Baca juga: Gagal Maju Pilgub Jadi Hal Untung bagi Anies, Kok Bisa?
"Putusan PN Jakarta Pusat tersebut bukan hanya tidak memiliki dasar hukum yang kuat, tetapi terutama juga secara jelas melanggar UUD NRI 1945 dan UU Pemilu. Saya mempertanyakan kompetensi hakim yang memutus perkara tersebut. Wajarnya Komisi Yudisial memeriksa hakim yang memerintahkan penundaan Pemilu itu," kata Hidayat dalam keterangannya, Jumat (3/3/2023).
Hidayat menjelaskan UUD NRI 1945 secara tegas menyatakan Pemilu dilaksanakan setiap lima tahun sekali. Hal tersebut tertuang dalam Pasal 22E ayat (1) UU Pemilu yang berbunyi, "Pemilihan umum dilaksanakan secara langsung, umum, bebas, rahasia, jujur, dan adil setiap lima tahun sekali."
"Putusan PN Jakarta Pusat yang memerintahkan menunda pemilu selama 2 tahun 4 bulan 7 hari sejak diucapkannya putusan, tidak sesuai dengan ketentuan Konstitusi, karena Pemilu yang akan datang baru bisa diselenggarakan pada akhir Juli tahun 2025. Itu jelas melanggar ketentuan UUD bahwa Pemilu dilaksanakan setiap lima tahun sekali.
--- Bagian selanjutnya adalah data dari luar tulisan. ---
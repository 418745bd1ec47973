//! Crawl job input and the report it produces

use crate::auth::AuthFlow;
use crate::quality::ScoredElement;
use crate::{ErrorDetail, ErrorKind, Result, ScoutError};
use chrono::{DateTime, Utc};
use serde::Serialize;
use std::borrow::Cow;
use std::collections::{BTreeMap, HashSet};
use url::Url;

/// A unit of crawl work: URLs plus an optional login flow
#[derive(Debug, Clone)]
pub struct CrawlJob {
    pub id: String,
    pub urls: Vec<String>,
    pub auth_flow: Option<AuthFlow>,

    /// Project the discovered elements are stored under, if any
    pub project_id: Option<String>,

    /// Optional sub-scope within the project
    pub scope_id: Option<String>,
}

impl CrawlJob {
    /// Creates a job with a time-derived id
    pub fn new(urls: Vec<String>) -> Self {
        Self {
            id: format!("job-{}", Utc::now().timestamp_millis()),
            urls,
            auth_flow: None,
            project_id: None,
            scope_id: None,
        }
    }

    pub fn with_id(mut self, id: impl Into<String>) -> Self {
        self.id = id.into();
        self
    }

    pub fn with_auth_flow(mut self, flow: AuthFlow) -> Self {
        self.auth_flow = Some(flow);
        self
    }

    pub fn with_project(mut self, project_id: impl Into<String>, scope_id: Option<String>) -> Self {
        self.project_id = Some(project_id.into());
        self.scope_id = scope_id;
        self
    }

    /// This job with repeated URLs dropped, first occurrence kept
    ///
    /// Reports are keyed by URL, so each URL is crawled once.
    pub fn with_unique_urls(&self) -> Cow<'_, CrawlJob> {
        match unique_urls(&self.urls) {
            Cow::Borrowed(_) => Cow::Borrowed(self),
            Cow::Owned(urls) => {
                tracing::debug!(
                    "Job {}: dropped {} repeated URLs",
                    self.id,
                    self.urls.len() - urls.len()
                );
                Cow::Owned(CrawlJob {
                    urls,
                    ..self.clone()
                })
            }
        }
    }
}

/// Removes repeated URLs while keeping order
pub(crate) fn unique_urls(urls: &[String]) -> Cow<'_, [String]> {
    let mut seen = HashSet::new();
    if urls.iter().all(|url| seen.insert(url.as_str())) {
        return Cow::Borrowed(urls);
    }
    let mut seen = HashSet::new();
    Cow::Owned(
        urls.iter()
            .filter(|url| seen.insert(url.as_str()))
            .cloned()
            .collect(),
    )
}

/// Rejects URLs that are not absolute http(s)
pub fn check_url(url: &str) -> Result<()> {
    let parsed =
        Url::parse(url).map_err(|e| ScoutError::Validation(format!("Invalid URL {}: {}", url, e)))?;
    match parsed.scheme() {
        "http" | "https" => Ok(()),
        other => Err(ScoutError::Validation(format!(
            "Unsupported scheme '{}' in {}",
            other, url
        ))),
    }
}

/// Outcome of a single attempt
#[derive(Debug, Clone, PartialEq, Serialize)]
#[serde(tag = "status", rename_all = "snake_case")]
pub enum AttemptOutcome {
    Success {
        /// Elements produced by the attempt, when countable
        elements: Option<usize>,
    },
    Failure {
        kind: ErrorKind,
        message: String,
    },
}

impl AttemptOutcome {
    pub fn is_success(&self) -> bool {
        matches!(self, Self::Success { .. })
    }

    pub fn error_kind(&self) -> Option<ErrorKind> {
        match self {
            Self::Success { .. } => None,
            Self::Failure { kind, .. } => Some(*kind),
        }
    }
}

/// One recorded attempt at a URL
///
/// Attempts are appended to a history and never modified.
#[derive(Debug, Clone, PartialEq, Serialize)]
#[serde(rename_all = "camelCase")]
pub struct CrawlAttempt {
    pub url: String,

    /// Zero-based attempt index
    pub attempt_number: u32,

    pub started_at: DateTime<Utc>,
    pub duration_ms: u64,
    pub outcome: AttemptOutcome,
}

/// Aggregate result of a crawl job
#[derive(Debug, Clone, Serialize)]
#[serde(rename_all = "camelCase")]
pub struct CrawlReport {
    pub job_id: String,
    pub total_urls: usize,
    pub successful_urls: usize,

    /// Deduplicated elements in first-seen order
    pub elements: Vec<ScoredElement>,

    /// True only when the authenticated path was actually taken
    pub authentication_used: bool,

    pub errors_by_url: BTreeMap<String, ErrorDetail>,
    pub attempts_by_url: BTreeMap<String, Vec<CrawlAttempt>>,

    /// Candidates dropped per URL because their selector matched nothing
    pub rejected_selectors: BTreeMap<String, usize>,

    /// Why authentication failed before falling back to public pages
    #[serde(skip_serializing_if = "Option::is_none")]
    pub auth_error: Option<ErrorDetail>,

    /// Set when the job could not run at all
    #[serde(skip_serializing_if = "Option::is_none")]
    pub job_error: Option<ErrorDetail>,

    /// Duplicate (selector, state) pairs dropped within this job
    pub duplicates_removed: usize,

    /// Rows written to the element store
    pub stored: usize,

    /// Rows the element store already held
    pub duplicates_skipped: usize,

    pub started_at: DateTime<Utc>,
    pub finished_at: DateTime<Utc>,
}

impl CrawlReport {
    /// Creates an empty report for a job
    pub fn new(job: &CrawlJob) -> Self {
        let now = Utc::now();
        Self {
            job_id: job.id.clone(),
            total_urls: job.urls.len(),
            successful_urls: 0,
            elements: Vec::new(),
            authentication_used: false,
            errors_by_url: BTreeMap::new(),
            attempts_by_url: BTreeMap::new(),
            rejected_selectors: BTreeMap::new(),
            auth_error: None,
            job_error: None,
            duplicates_removed: 0,
            stored: 0,
            duplicates_skipped: 0,
            started_at: now,
            finished_at: now,
        }
    }

    pub fn failed_urls(&self) -> usize {
        self.errors_by_url.len()
    }

    pub fn is_success(&self) -> bool {
        self.job_error.is_none()
    }

    pub fn duration_ms(&self) -> i64 {
        (self.finished_at - self.started_at).num_milliseconds()
    }

    /// Total attempts across every URL
    pub fn total_attempts(&self) -> usize {
        self.attempts_by_url.values().map(|a| a.len()).sum()
    }
}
Dengan amar putusan PN itu, Pemilu tidak bisa diselenggarakan 5 tahun sekali, karena Pemilu terakhir dilaksanakan pada 2019, maka menjadi harga mati bahwa pemilu berikutnya diselenggarakan pada tahun 2024, bukan tahun 2025 sebagaimana amar putusan PN itu," tutur Hidayat.
Hidayat menegaskan jika Pemilu ditunda hingga Juli tahun 2025, sebagaimana amar putusan PN, akan menimbulkan pelanggaran ketentuan konstitusi lainnya terkait masa jabatan Presiden, yang sesuai dengan pasal 7 UUD NRI 1945 akan selesai pada Oktober 2024. Penundaan Pemilu hingga Juli 2025 disebut Hidayat bakal memberikan kekuasaan Eksekutif (Presiden dan para Menteri) dan Legislatif (DPR, DPD dan MPR) yang tidak memiliki basis legitimasi konstitusional.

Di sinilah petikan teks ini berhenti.